Dietary recommendations for extended road cycling: Essential and non-essential foods to consume and avoid

Dietary guidelines for extended road cycling: Foods to savor and foods to avoid
Dietary guidelines for extended road cycling: Foods to savor and foods to avoid

"24-hour Time Trial Mishap: My Unwise Decision of Kebab Treat"

It was around 11:30 PM, and I was smack-dab in the middle of a 24-hour ultra-cycling event. Standing in a row with a cacophony of burping gentlemen who had just emptied their pockets at the local pub, we were all lined up for a serving of enigmatic kebab meat at a food truck stationed in a highway layby.

Despite an unquenchable thirst for high-calorie food, our motives for devouring it varied considerably; the pub-goers sought something to sop up their alcohol-soaked evenings, while I yearned for a nourishing meal that would help me hop back on my bicycle and cycle with renewed vigor for the final hour.

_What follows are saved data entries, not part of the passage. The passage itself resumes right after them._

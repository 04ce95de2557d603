//! CLI entrypoint for toolgate
//!
//! This is the main binary that wires together all layers using
//! dependency injection.

use anyhow::{Context, Result, anyhow, bail};
use clap::Parser;
use std::path::PathBuf;
use std::sync::Arc;
use tokio_util::sync::CancellationToken;
use toolgate_application::{
    AutoApproveChatUi, BackendCell, ChatUiPort, ConversationLogger, GatewayError,
    HandleMessageUseCase, LlmGateway, NoConversationLogger, NoReasoningProgress,
    PreloadedGateway, ReasoningLoopUseCase, ReasoningProgressNotifier, TurnReplyKind,
    gateway_factory,
};
use toolgate_domain::PermissionGuard;
use toolgate_infrastructure::{
    BuiltinProvider, ConfigLoader, FileConfig, FileLoggingConfig, JsonRpcToolProvider,
    JsonlConversationLogger, OllamaGateway, ToolRegistry,
};
use toolgate_presentation::{ChatRepl, Cli, ConsoleChatUi, ProgressReporter, ReplConfig};
use tracing::{info, warn};
use tracing_appender::non_blocking::WorkerGuard;
use tracing_subscriber::{EnvFilter, fmt, prelude::*};

#[tokio::main]
async fn main() -> Result<()> {
    let cli = Cli::parse();

    if cli.show_config {
        ConfigLoader::print_config_sources(cli.config.as_deref());
        let config = load_config(&cli)?;
        println!();
        println!("Effective configuration:");
        println!(
            "{}",
            toml::to_string_pretty(&config).context("Failed to render configuration")?
        );
        return Ok(());
    }

    let mut config = load_config(&cli)?;
    apply_cli_overrides(&mut config, &cli);

    let _log_guard = init_tracing(cli.verbose, &config.logging);
    info!("Starting toolgate");

    let errors = config.validate();
    if !errors.is_empty() {
        for error in &errors {
            eprintln!("Config error: {}", error);
        }
        bail!("Invalid configuration ({} problem(s))", errors.len());
    }

    let session_id = chrono::Local::now().format("%Y%m%d-%H%M%S").to_string();
    let logger = conversation_logger(&config.logging, &session_id);

    // === Dependency Injection ===
    let gateway = build_gateway(&config);
    let tools = build_tools(&config).await;

    let mut reasoning = ReasoningLoopUseCase::new(gateway, tools)
        .with_params(config.reasoning_params())
        .with_template(config.persona.template())
        .with_options(config.model.generation_options())
        .with_logger(logger.clone());

    let guard = PermissionGuard::new().with_denied(config.tools.denied.clone());
    let repl_config = repl_config(&config, cli.quiet);
    let console: Arc<dyn ChatUiPort> = Arc::new(
        ConsoleChatUi::new()
            .with_thinking(repl_config.show_thinking)
            .with_stream(repl_config.show_stream),
    );

    // Chat mode
    if cli.chat {
        let use_case = HandleMessageUseCase::new(reasoning, console).with_logger(logger);
        let session = use_case.new_session(session_id, guard);
        let mut repl = ChatRepl::new(use_case, session).with_config(repl_config);
        repl.run().await?;
        return Ok(());
    }

    // Single query mode - query is required
    let query = match cli.query {
        Some(q) => q,
        None => bail!("A query is required. Use --chat for interactive mode."),
    };

    let cancel = CancellationToken::new();
    reasoning = reasoning.with_cancellation(cancel.clone());
    tokio::spawn(async move {
        if tokio::signal::ctrl_c().await.is_ok() {
            cancel.cancel();
        }
    });

    let ui: Arc<dyn ChatUiPort> = if cli.yes {
        Arc::new(AutoApproveChatUi::new(console))
    } else {
        console
    };
    let use_case = HandleMessageUseCase::new(reasoning, ui).with_logger(logger);
    let mut session = use_case.new_session(session_id, guard);

    let progress: Box<dyn ReasoningProgressNotifier> = if repl_config.show_progress {
        Box::new(ProgressReporter::new().with_streaming(repl_config.show_stream))
    } else {
        Box::new(NoReasoningProgress)
    };

    let reply = use_case
        .execute_to_completion(
            &mut session,
            &query,
            config.agent.approval_timeout(),
            progress.as_ref(),
        )
        .await;

    if reply.kind == TurnReplyKind::Error {
        std::process::exit(1);
    }
    Ok(())
}

fn load_config(cli: &Cli) -> Result<FileConfig> {
    if cli.no_config {
        return Ok(ConfigLoader::load_defaults());
    }
    ConfigLoader::load(cli.config.as_deref())
        .map_err(|e| anyhow!("Failed to load configuration: {}", e))
}

fn apply_cli_overrides(config: &mut FileConfig, cli: &Cli) {
    if let Some(model) = &cli.model {
        config.model.name = model.clone();
    }
    if let Some(base_url) = &cli.base_url {
        config.model.base_url = base_url.clone();
    }
    if let Some(max_iterations) = cli.max_iterations {
        config.agent.max_iterations = max_iterations;
    }
    if let Some(workspace) = &cli.workspace {
        config.tools.workspace_root = workspace.display().to_string();
    }
}

/// Install the stderr subscriber, plus a daily rolling file when configured.
///
/// The returned guard must live until exit so buffered lines are flushed.
fn init_tracing(verbose: u8, logging: &FileLoggingConfig) -> Option<WorkerGuard> {
    let level = match verbose {
        0 => "warn",
        1 => "info",
        2 => "debug",
        _ => "trace", // -vvv or more
    };
    let filter = EnvFilter::try_from_default_env().unwrap_or_else(|_| EnvFilter::new(level));

    let stderr_layer = fmt::layer()
        .with_target(false)
        .with_writer(std::io::stderr);

    let (file_layer, guard) = if logging.file {
        let appender = tracing_appender::rolling::daily(log_dir(logging), "toolgate.log");
        let (writer, guard) = tracing_appender::non_blocking(appender);
        let layer = fmt::layer().with_ansi(false).with_writer(writer);
        (Some(layer), Some(guard))
    } else {
        (None, None)
    };

    tracing_subscriber::registry()
        .with(filter)
        .with(stderr_layer)
        .with(file_layer)
        .init();

    guard
}

fn log_dir(logging: &FileLoggingConfig) -> PathBuf {
    logging
        .dir
        .as_deref()
        .map(expand_home)
        .unwrap_or_else(|| ConfigLoader::data_dir().join("logs"))
}

fn conversation_logger(logging: &FileLoggingConfig, session_id: &str) -> Arc<dyn ConversationLogger> {
    if !logging.conversation_log {
        return Arc::new(NoConversationLogger);
    }
    match JsonlConversationLogger::for_session(log_dir(logging), session_id) {
        Some(logger) => {
            info!(path = %logger.path().display(), "Conversation log enabled");
            Arc::new(logger)
        }
        None => {
            warn!("Conversation log unavailable, continuing without it");
            Arc::new(NoConversationLogger)
        }
    }
}

/// Shared Ollama backend, created on first use and warmed in the background
fn build_gateway(config: &FileConfig) -> Arc<dyn LlmGateway> {
    let base_url = config.model.base_url.clone();
    let model = config.model.name.clone();
    let preload = config.model.preload;

    let factory = {
        let model = model.clone();
        gateway_factory(move || {
            let base_url = base_url.clone();
            let model = model.clone();
            async move {
                let gateway = OllamaGateway::new(&base_url, model).map_err(GatewayError::from)?;
                if preload {
                    gateway.warm_up().await?;
                }
                Ok::<_, GatewayError>(Arc::new(gateway) as Arc<dyn LlmGateway>)
            }
        })
    };

    let gateway: Arc<dyn LlmGateway> = Arc::new(PreloadedGateway::new(
        Arc::new(BackendCell::new()),
        model,
        factory,
    ));

    if preload {
        let warming = gateway.clone();
        tokio::spawn(async move {
            if let Err(e) = warming.warm_up().await {
                warn!(error = %e, "Model preload failed; will retry on first request");
            }
        });
    }
    gateway
}

async fn build_tools(config: &FileConfig) -> Arc<ToolRegistry> {
    let tools = &config.tools;
    let mut registry = ToolRegistry::new()
        .with_tier_overrides(tools.auto_approve.clone(), tools.approval_required.clone());

    if let Some(provider_config) = tools.jsonrpc_provider_config() {
        registry = registry.register(JsonRpcToolProvider::new(provider_config));
    }
    if tools.builtin {
        registry = registry.register(
            BuiltinProvider::new(tools.workspace_root()).with_command_timeout(tools.command_timeout()),
        );
    }

    registry.discover().await;
    let stats = registry.stats();
    info!(
        providers = stats.total_providers,
        tools = stats.total_tools,
        "Tool registry ready"
    );
    Arc::new(registry)
}

fn repl_config(config: &FileConfig, quiet: bool) -> ReplConfig {
    ReplConfig {
        show_progress: config.repl.show_progress && !quiet,
        show_thinking: config.repl.show_thinking,
        show_stream: config.repl.show_stream,
        history_file: config.repl.history_file.as_deref().map(expand_home),
    }
}

/// Expand a leading `~/` to the home directory
fn expand_home(path: &str) -> PathBuf {
    match (path.strip_prefix("~/"), dirs::home_dir()) {
        (Some(rest), Some(home)) => home.join(rest),
        _ => PathBuf::from(path),
    }
}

Of course, draped head to toe in Spandex, I was subjected to good-natured taunts: "What are you, some kind of superhero?" a fashionably dressed man inquired. "Aren't you supposed to be eating energy bars?" another joked as I shuffled awkwardly on my bike pedals.

Then I placed my order: "A large kebab, a large portion of fries, two bottles of water, and three cans of Coke, please." My pronouncement drew gasps of mixed disbelief and admiration from my fellow patrons. "But I thought cyclists didn't actually eat?" the fashionably dressed man asked, dumbfounded.

"Oh Yeah, We Eat...A Lot!" I retorted.

While it may appear that I had neglected to properly fuel my ride before joining the food line, in theory, I had tried to. A 24-hour TT demands constant nourishment and hydration to keep power and speed high. In addition to having two functioning legs and a beating heart, the most crucial aspect of ultra-long-distance cycling is your stomach—specifically, what you put into it.

My mission to consume as much food as humanly possible in a 24-hour period commenced the day before the event. A yogurt and grain-heavy breakfast set the stage, followed by a rice and bread lunch and half a box of spaghetti for dinner. This is known in cycling circles as carb-loading. It may also be referred to as indulging excessively, but long-distance bicycle rides provide a perfect excuse.

A grocery store excursion with my daughter between lunch and dinner morphed into a little game: a game we dubbed 'Calorie Hunt'. The objective was to find, pound for pound, the most calorific goods in the store. While this may sound monotonous, it proved surprisingly entertaining, especially for my daughter, who enjoyed scrutinizing every chocolate bar we came across.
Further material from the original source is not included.